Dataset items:
---------------

use std::collections::BTreeMap;

use difsweep_core::{parse_int, AttrSpec, AttrTable, ConfigSource, ParamValue};
use proptest::prelude::*;

#[derive(Debug, Default)]
struct Opts {
    a: i64,
    b: i64,
    c: i64,
}

fn set_a(opts: &mut Opts, value: &ParamValue) {
    opts.a = value.expect_int();
}

fn set_b(opts: &mut Opts, value: &ParamValue) {
    opts.b = value.expect_int();
}

fn set_c(opts: &mut Opts, value: &ParamValue) {
    opts.c = value.expect_int();
}

const NAMES: [&str; 3] = ["a", "b", "c"];

fn table_for(lens: &[usize]) -> AttrTable<Opts> {
    let setters: [fn(&mut Opts, &ParamValue); 3] = [set_a, set_b, set_c];
    let mut entries = BTreeMap::new();
    for (idx, len) in lens.iter().enumerate() {
        let tokens: Vec<String> = (0..*len).map(|t| t.to_string()).collect();
        entries.insert(NAMES[idx].to_string(), tokens.join(" "));
    }
    let mut sections = BTreeMap::new();
    sections.insert("stage".to_string(), entries);
    let cfg = ConfigSource::from_sections(sections);
    let specs: Vec<AttrSpec<Opts>> = (0..lens.len())
        .map(|idx| AttrSpec {
            name: NAMES[idx],
            parse: parse_int,
            set: setters[idx],
        })
        .collect();
    AttrTable::from_config(&cfg, "stage", &specs).expect("table")
}

proptest! {
    #[test]
    fn product_count_shape_and_replay(lens in prop::collection::vec(0usize..4, 1..=3)) {
        let table = table_for(&lens);
        let expected: usize = lens.iter().product();
        prop_assert_eq!(table.combo_count(), expected);

        let first: Vec<_> = table.product().collect();
        let second: Vec<_> = table.product().collect();
        prop_assert_eq!(first.len(), expected);
        prop_assert_eq!(&first, &second);
        for combo in &first {
            prop_assert_eq!(combo.len(), lens.len());
        }
    }

    #[test]
    fn combo_at_agrees_with_iteration(lens in prop::collection::vec(1usize..4, 1..=3)) {
        let table = table_for(&lens);
        for (idx, combo) in table.product().enumerate() {
            prop_assert_eq!(table.combo_at(idx), combo);
        }
    }
}
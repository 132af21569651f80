//! Pipeline collaborator for the difsweep harness: the on-disk project,
//! the shared analysis state, and the sweepable stage wrappers for spot
//! detection and orientation indexing.
//!
//! The analysis routines here are deliberately thin; the harness only
//! needs stages with real sub-phases, mutable options, and countable
//! results behind the `SweepStage` boundary.

mod orient;
mod project;
mod spots;

pub use orient::{refine, search, IndexOptions, IndexStage, INDEX_SECTION};
pub use project::{AssocSpot, Candidate, Grain, Peak, PipelineState, Predicted, Project};
pub use spots::{associate, harvest, SpotOptions, SpotStage, SPOT_SECTION};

---------------

Problem details:
Print the line that contains "results behind the", then every later line of the entries above up to and including the last, all exactly as written.

Exercise output:
//! results behind the `SweepStage` boundary.

mod orient;
mod project;
mod spots;

pub use orient::{refine, search, IndexOptions, IndexStage, INDEX_SECTION};
pub use project::{AssocSpot, Candidate, Grain, Peak, PipelineState, Predicted, Project};
pub use spots::{associate, harvest, SpotOptions, SpotStage, SPOT_SECTION};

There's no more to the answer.